Trying New Things

Lake River-Columbia River-Lewis River

It's like I turned around and suddenly, out of nowhere, it's June. My life has been one in constant transition over the last six months: adjusting to a new schedule and finding my own inner balance with a new career that is as rewarding as it is demanding. I was just getting my feet under me at my previous job when an opportunity arose that I simply couldn't say no to. I realized the other day that between graduating school, passing my boards and having two jobs in five months, I have been in absolute flux, seemingly in a permanent orientation/adjustment mode, and my sleep and work schedule has been all over the board. I've been more than just a little outside of my comfort zone and wholly focused on work in way I have never been before. Which explains a little of why I've woefully neglected my trail (aka *me*) time.

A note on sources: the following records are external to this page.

fn push_streamed_wrapped_response(code: &mut String, method: &MethodDescriptor, body: &str) {
    let inner = format!("{}{}", body, INDENT);
    let element = method.stream_element_type.as_deref().unwrap_or("object");
    let payload = method
        .payload_type
        .as_ref()
        .map(|p| p.render())
        .unwrap_or_else(|| "object".to_string());

    code.push_str(&format!(
        "{}var status_ = (int)response_.StatusCode;\n",
        body
    ));
    code.push_str(&format!(
        "{}if (status_ < 200 || status_ >= 300)\n{}{{\n",
        body, body
    ));
    code.push_str(&format!("{}try\n{}{{\n", inner, inner));
    code.push_str(&format!(
        "{}{}var error_ = await response_.Content.ReadAsStringAsync().ConfigureAwait(false);\n",
        inner, INDENT
    ));
    code.push_str(&format!(
        "{}{}throw new {}(\"The HTTP status code of the response was not expected (\" + status_ + \").\", status_, error_);\n",
        inner, INDENT, EXCEPTION_NAME
    ));
    code.push_str(&format!(
        "{}}}\n{}finally\n{}{{\n{}{}response_.Dispose();\n{}}}\n",
        inner, inner, inner, inner, INDENT, inner
    ));
    code.push_str(&format!("{}}}\n", body));

    // Until the wrapper adopts the response message, any failure here must
    // release it.
    code.push_str(&format!("{}try\n{}{{\n", body, body));
    code.push_str(&format!(
        "{}var stream_ = await response_.Content.ReadAsStreamAsync().ConfigureAwait(false);\n",
        inner
    ));
    if method.ensure_body {
        code.push_str(&format!("{}if (stream_ == null)\n", inner));
        code.push_str(&format!(
            "{}{}throw new {}(\"Response was null which was not expected.\", status_, null);\n",
            inner, INDENT, EXCEPTION_NAME
        ));
    }
    code.push_str(&format!(
        "{}var items_ = System.Text.Json.JsonSerializer.DeserializeAsyncEnumerable<{}>(stream_);\n",
        inner, element
    ));
    // The wrapper adopts the response message so disposing the wrapper
    // releases the open transport stream.
    code.push_str(&format!(
        "{}return new {}<{}>(status_, response_.Headers, items_, response_);\n",
        inner, DISPOSABLE_WRAPPER_NAME, payload
    ));
    code.push_str(&format!("{}}}\n{}catch\n{}{{\n", body, body, body));
    code.push_str(&format!("{}response_.Dispose();\n", inner));
    code.push_str(&format!("{}throw;\n", inner));
    code.push_str(&format!("{}}}\n", body));
}

fn render_auxiliary(auxiliary: AuxiliaryType) -> &'static str {
    match auxiliary {
        AuxiliaryType::Exception => AUXILIARY_EXCEPTION,
        AuxiliaryType::ResponseWrapper => AUXILIARY_RESPONSE_WRAPPER,
        AuxiliaryType::DisposableResponseWrapper => AUXILIARY_DISPOSABLE_WRAPPER,
        AuxiliaryType::StreamedContentAdapter => AUXILIARY_STREAMED_CONTENT,
    }
}

const AUXILIARY_EXCEPTION: &str = r#"public partial class ApiException : System.Exception
{
    public int StatusCode { get; }

    public string Response { get; }

    public ApiException(string message, int statusCode, string response)
        : base(message + "\n\nStatus: " + statusCode)
    {
        StatusCode = statusCode;
        Response = response;
    }
}
"#;

const AUXILIARY_RESPONSE_WRAPPER: &str = r#"public partial class ApiResponse
{
    public int StatusCode { get; }

    public System.Net.Http.Headers.HttpResponseHeaders Headers { get; }

    public ApiResponse(int statusCode, System.Net.Http.Headers.HttpResponseHeaders headers)
    {
        StatusCode = statusCode;
        Headers = headers;
    }
}

public partial class ApiResponse<TResult> : ApiResponse
{
    public TResult Result { get; }

    public ApiResponse(int statusCode, System.Net.Http.Headers.HttpResponseHeaders headers, TResult result)
        : base(statusCode, headers)
    {
        Result = result;
    }
}
"#;

const AUXILIARY_DISPOSABLE_WRAPPER: &str = r#"public partial class DisposableApiResponse<TResult> : ApiResponse<TResult>, System.IAsyncDisposable
{
    private readonly System.Net.Http.HttpResponseMessage _response;

    public DisposableApiResponse(int statusCode, System.Net.Http.Headers.HttpResponseHeaders headers, TResult result, System.Net.Http.HttpResponseMessage response)
        : base(statusCode, headers, result)
    {
        _response = response;
    }

    public System.Threading.Tasks.ValueTask DisposeAsync()
    {
        _response.Dispose();
        return default;
    }
}
"#;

Although I haven't been hiking since March (god, I cringe to write that), Andy and I have still been trying some new stuff...or, in other words, getting mildly obsessed with kayaking. It's an exploration of our world from a different view that we have been wanting to try for years, so with a little more time on our hands, we've been trying it out. We took a basic skills class from Alder Creek a couple of years ago, but decided to retake it recently with some good friends who are also interesting in seeing the world from a waterway perspective. All in all it was great fun, especially watching me try to Superman solo self-rescue myself back into the boat while the entire class got to look on (solo kayak rescue= not graceful). We've signed up for a three day, full immersion class in July, and will do some renting and social paddles in between. Boats are on the brain. For two self-confessed gear junkies, it's a bad thing to open up an entirely new sport of gear we don't have; I have a feeling the next couple of months are going to be mental gymnastics in self restraint.

We recently took out some boats for a day at the RidgefieldWildlife Refuge, a large area of creeks, lakes and interconnected sloughs north of Portland, off the Columbia River. We traveled up the Lake River near Bachelor Island, explored a wee, downfall-ridden creek, bobbed around like corks in the choppy Columbia and wandered a short ways up the Lewis River. Ospreys lined the waterways in abundance, nests perched high on towering deadfall and the ruins of old pilings. We watched a bald eagle defend its tree from other birds, aerial acrobatics like a fighter jet over the Columbia, winging back low over the water and directly overhead, eyeballing us with a superiority only predatory birds are capable of exhibiting. Fish popped out in front of us, either hunting insects or in surprise of our boats following their trajectory.

It's interesting learning a new activity again...I very much so know what I like with hiking, how to plan trips and looking at trails. But I forget how the first couple of hikes/trips/backpacks were almost complete disasters and that it took time to build to the *skill* (if you can call it that) level I'm at now. Andy and I are just beginning to explore the local paddling community, and we have no idea where to go or what we really like yet. Like snowshoeing, feeling like a bit of newb. However, once again, Portland offers a wealth of opportunity for exploration in the local area- this is Bridgetown (aka rivers everywhere) after all. I love where I live. 

this handicap spot has a Fred Flintstone thing going on :)

P&H makes lovely boats (Lake River and Bachelor Island)

where the Lake River meets the Columbia, Warrior Rock Light (Sauvie Island) a half-mile across the water


the path is thwarted by downfall

self-portraits in a kayak are tough to angle correctly


Justin Witt said...

Ha! You're in for it now. It's all downstream from here. Do you realize how much paddle-able water there is around where you live? Like, at least as many miles of it as there are trails...

Amanda said...

Great, another outdoor obsession, just what I need. :) When I finally get my butt down to Patagonia, you can teach me all the tricks of the trade.